Entries shown:
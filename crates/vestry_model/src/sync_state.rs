//! Per-record sync metadata.

use serde::{Deserialize, Serialize};
use std::fmt;

/// Whether a local record matches its remote counterpart.
///
/// A `Pending` or `Conflict` record is the authoritative local copy
/// awaiting upload; the sync engine's pull phase never overwrites it.
#[derive(Debug, Clone, Copy, PartialEq, Eq, Serialize, Deserialize, Default)]
#[serde(rename_all = "lowercase")]
pub enum SyncState {
    /// Confirmed equal to the remote row.
    Synced,
    /// Locally created or modified, not yet confirmed remotely.
    #[default]
    Pending,
    /// A push was rejected; the local copy still wins over pulls.
    Conflict,
}

impl SyncState {
    /// Returns true if the local copy has unconfirmed edits.
    #[must_use]
    pub const fn is_pending(self) -> bool {
        !matches!(self, SyncState::Synced)
    }
}

impl fmt::Display for SyncState {
    fn fmt(&self, f: &mut fmt::Formatter<'_>) -> fmt::Result {
        match self {
            SyncState::Synced => write!(f, "synced"),
            SyncState::Pending => write!(f, "pending"),
            SyncState::Conflict => write!(f, "conflict"),
        }
    }
}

Task requirements:
Copy the stretch of the records above that runs from the line with "use std::fmt;" through the line with "pub const fn". Both end lines belong in the copy, and nothing else does.

Result for this exercise:
use std::fmt;

/// Whether a local record matches its remote counterpart.
///
/// A `Pending` or `Conflict` record is the authoritative local copy
/// awaiting upload; the sync engine's pull phase never overwrites it.
#[derive(Debug, Clone, Copy, PartialEq, Eq, Serialize, Deserialize, Default)]
#[serde(rename_all = "lowercase")]
pub enum SyncState {
    /// Confirmed equal to the remote row.
    Synced,
    /// Locally created or modified, not yet confirmed remotely.
    #[default]
    Pending,
    /// A push was rejected; the local copy still wins over pulls.
    Conflict,
}

impl SyncState {
    /// Returns true if the local copy has unconfirmed edits.
    #[must_use]
    pub const fn is_pending(self) -> bool {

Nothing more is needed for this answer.